What is expected: The answer is the complete listing below, written out again exactly.

Records shown:
=== Begin Enclosure ===

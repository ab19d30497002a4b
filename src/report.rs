use crate::types::ControllerSample;
use std::fmt::Write;

/// Render a sample as the human-readable block printed by the dump driver.
pub fn format_sample(controller: usize, sample: &ControllerSample) -> String {
    let mut out = String::new();
    // Writing into a String cannot fail.
    let _ = write_sample(&mut out, controller, sample);
    out
}

fn write_sample(out: &mut String, controller: usize, s: &ControllerSample) -> std::fmt::Result {
    writeln!(out, "Controller {} data:", controller)?;
    writeln!(out, "    Position: {:?}", s.position)?;
    writeln!(out, "    Rotation Matrix:")?;
    for row in &s.rotation {
        writeln!(out, "        {:?}", row)?;
    }
    writeln!(out, "    Rotation Quaternion:")?;
    writeln!(out, "        {:?}", s.quaternion)?;
    writeln!(out, "    joystick x: {}", s.joystick[0])?;
    writeln!(out, "    joystick y: {}", s.joystick[1])?;
    writeln!(out, "    trigger: {}", s.trigger)?;
    writeln!(out, "    buttons: {}", s.buttons)?;
    writeln!(out, "    sequence number: {}", s.sequence_number)?;
    writeln!(out, "    firmware revision: {}", s.firmware_revision)?;
    writeln!(out, "    hardware revision: {}", s.hardware_revision)?;
    writeln!(out, "    packet type: {}", s.packet_type)?;
    writeln!(out, "    magnetic frequency: {}", s.magnetic_frequency)?;
    writeln!(out, "    enabled: {}", s.enabled)?;
    writeln!(out, "    index: {}", s.controller_index)?;
    writeln!(out, "    docked: {}", s.docked)?;
    writeln!(out, "    hand: {}", s.hand)?;
    writeln!(out, "    hemisphere tracking: {}", s.hemi_tracking_enabled)?;
    Ok(())
}

/// One-line summary used by the streaming demo.
pub fn format_sample_line(controller: usize, s: &ControllerSample) -> String {
    let [roll, pitch, yaw] = s.euler_deg();
    format!(
        "c{} seq={:<3} pos=[{:+8.1}, {:+8.1}, {:+8.1}]  rpy=[{:+6.1}, {:+6.1}, {:+6.1}]  stick=[{:+.2}, {:+.2}]  trig={:.2}  btn={:#05x}",
        controller,
        s.sequence_number,
        s.position[0],
        s.position[1],
        s.position[2],
        roll,
        pitch,
        yaw,
        s.joystick[0],
        s.joystick[1],
        s.trigger,
        s.buttons.bits(),
    )
}

#[cfg(test)]
mod tests {
    use super::*;
    use crate::mock;
    use crate::types::Buttons;

    #[test]
    fn test_format_sample_block() {
        let mut sample = mock::sample(1, 42);
        sample.buttons = Buttons::START | Buttons::JOYSTICK;
        let text = format_sample(1, &sample);

        let lines: Vec<&str> = text.lines().collect();
        assert_eq!(lines[0], "Controller 1 data:");
        assert_eq!(lines[1], "    Position: [100.0, 50.0, -250.0]");
        assert_eq!(lines[3], "        [1.0, 0.0, 0.0]");
        assert_eq!(lines[7], "        [0.0, 0.0, 0.0, 1.0]");
        assert!(text.contains("    trigger: 0.5\n"));
        assert!(text.contains("    buttons: 257 (START | JOYSTICK)\n"));
        assert!(text.contains("    sequence number: 42\n"));
        assert!(text.contains("    index: 1\n"));
        assert!(text.contains("    hand: right\n"));
        assert!(text.ends_with("    hemisphere tracking: true\n"));
    }

    #[test]
    fn test_format_no_buttons() {
        let mut sample = mock::sample(0, 0);
        sample.buttons = Buttons::empty();
        assert!(format_sample(0, &sample).contains("    buttons: 0 (none)\n"));
    }

    #[test]
    fn test_format_sample_line() {
        let line = format_sample_line(0, &mock::sample(0, 9));
        assert!(line.starts_with("c0 seq=9 "));
        assert!(line.contains("btn=0x020"));
    }
}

=== End Enclosure ===

Answer for this exercise:
repository ab19d30497002a4b
filename src/report.rs
use crate::types::ControllerSample;
use std::fmt::Write;

/// Render a sample as the human-readable block printed by the dump driver.
pub fn format_sample(controller: usize, sample: &ControllerSample) -> String {
    let mut out = String::new();
    // Writing into a String cannot fail.
    let _ = write_sample(&mut out, controller, sample);
    out
}

fn write_sample(out: &mut String, controller: usize, s: &ControllerSample) -> std::fmt::Result {
    writeln!(out, "Controller {} data:", controller)?;
    writeln!(out, "    Position: {:?}", s.position)?;
    writeln!(out, "    Rotation Matrix:")?;
    for row in &s.rotation {
        writeln!(out, "        {:?}", row)?;
    }
    writeln!(out, "    Rotation Quaternion:")?;
    writeln!(out, "        {:?}", s.quaternion)?;
    writeln!(out, "    joystick x: {}", s.joystick[0])?;
    writeln!(out, "    joystick y: {}", s.joystick[1])?;
    writeln!(out, "    trigger: {}", s.trigger)?;
    writeln!(out, "    buttons: {}", s.buttons)?;
    writeln!(out, "    sequence number: {}", s.sequence_number)?;
    writeln!(out, "    firmware revision: {}", s.firmware_revision)?;
    writeln!(out, "    hardware revision: {}", s.hardware_revision)?;
    writeln!(out, "    packet type: {}", s.packet_type)?;
    writeln!(out, "    magnetic frequency: {}", s.magnetic_frequency)?;
    writeln!(out, "    enabled: {}", s.enabled)?;
    writeln!(out, "    index: {}", s.controller_index)?;
    writeln!(out, "    docked: {}", s.docked)?;
    writeln!(out, "    hand: {}", s.hand)?;
    writeln!(out, "    hemisphere tracking: {}", s.hemi_tracking_enabled)?;
    Ok(())
}

/// One-line summary used by the streaming demo.
pub fn format_sample_line(controller: usize, s: &ControllerSample) -> String {
    let [roll, pitch, yaw] = s.euler_deg();
    format!(
        "c{} seq={:<3} pos=[{:+8.1}, {:+8.1}, {:+8.1}]  rpy=[{:+6.1}, {:+6.1}, {:+6.1}]  stick=[{:+.2}, {:+.2}]  trig={:.2}  btn={:#05x}",
        controller,
        s.sequence_number,
        s.position[0],
        s.position[1],
        s.position[2],
        roll,
        pitch,
        yaw,
        s.joystick[0],
        s.joystick[1],
        s.trigger,
        s.buttons.bits(),
    )
}

#[cfg(test)]
mod tests {
    use super::*;
    use crate::mock;
    use crate::types::Buttons;

    #[test]
    fn test_format_sample_block() {
        let mut sample = mock::sample(1, 42);
        sample.buttons = Buttons::START | Buttons::JOYSTICK;
        let text = format_sample(1, &sample);

        let lines: Vec<&str> = text.lines().collect();
        assert_eq!(lines[0], "Controller 1 data:");
        assert_eq!(lines[1], "    Position: [100.0, 50.0, -250.0]");
        assert_eq!(lines[3], "        [1.0, 0.0, 0.0]");
        assert_eq!(lines[7], "        [0.0, 0.0, 0.0, 1.0]");
        assert!(text.contains("    trigger: 0.5\n"));
        assert!(text.contains("    buttons: 257 (START | JOYSTICK)\n"));
        assert!(text.contains("    sequence number: 42\n"));
        assert!(text.contains("    index: 1\n"));
        assert!(text.contains("    hand: right\n"));
        assert!(text.ends_with("    hemisphere tracking: true\n"));
    }

    #[test]
    fn test_format_no_buttons() {
        let mut sample = mock::sample(0, 0);
        sample.buttons = Buttons::empty();
        assert!(format_sample(0, &sample).contains("    buttons: 0 (none)\n"));
    }

    #[test]
    fn test_format_sample_line() {
        let line = format_sample_line(0, &mock::sample(0, 9));
        assert!(line.starts_with("c0 seq=9 "));
        assert!(line.contains("btn=0x020"));
    }
}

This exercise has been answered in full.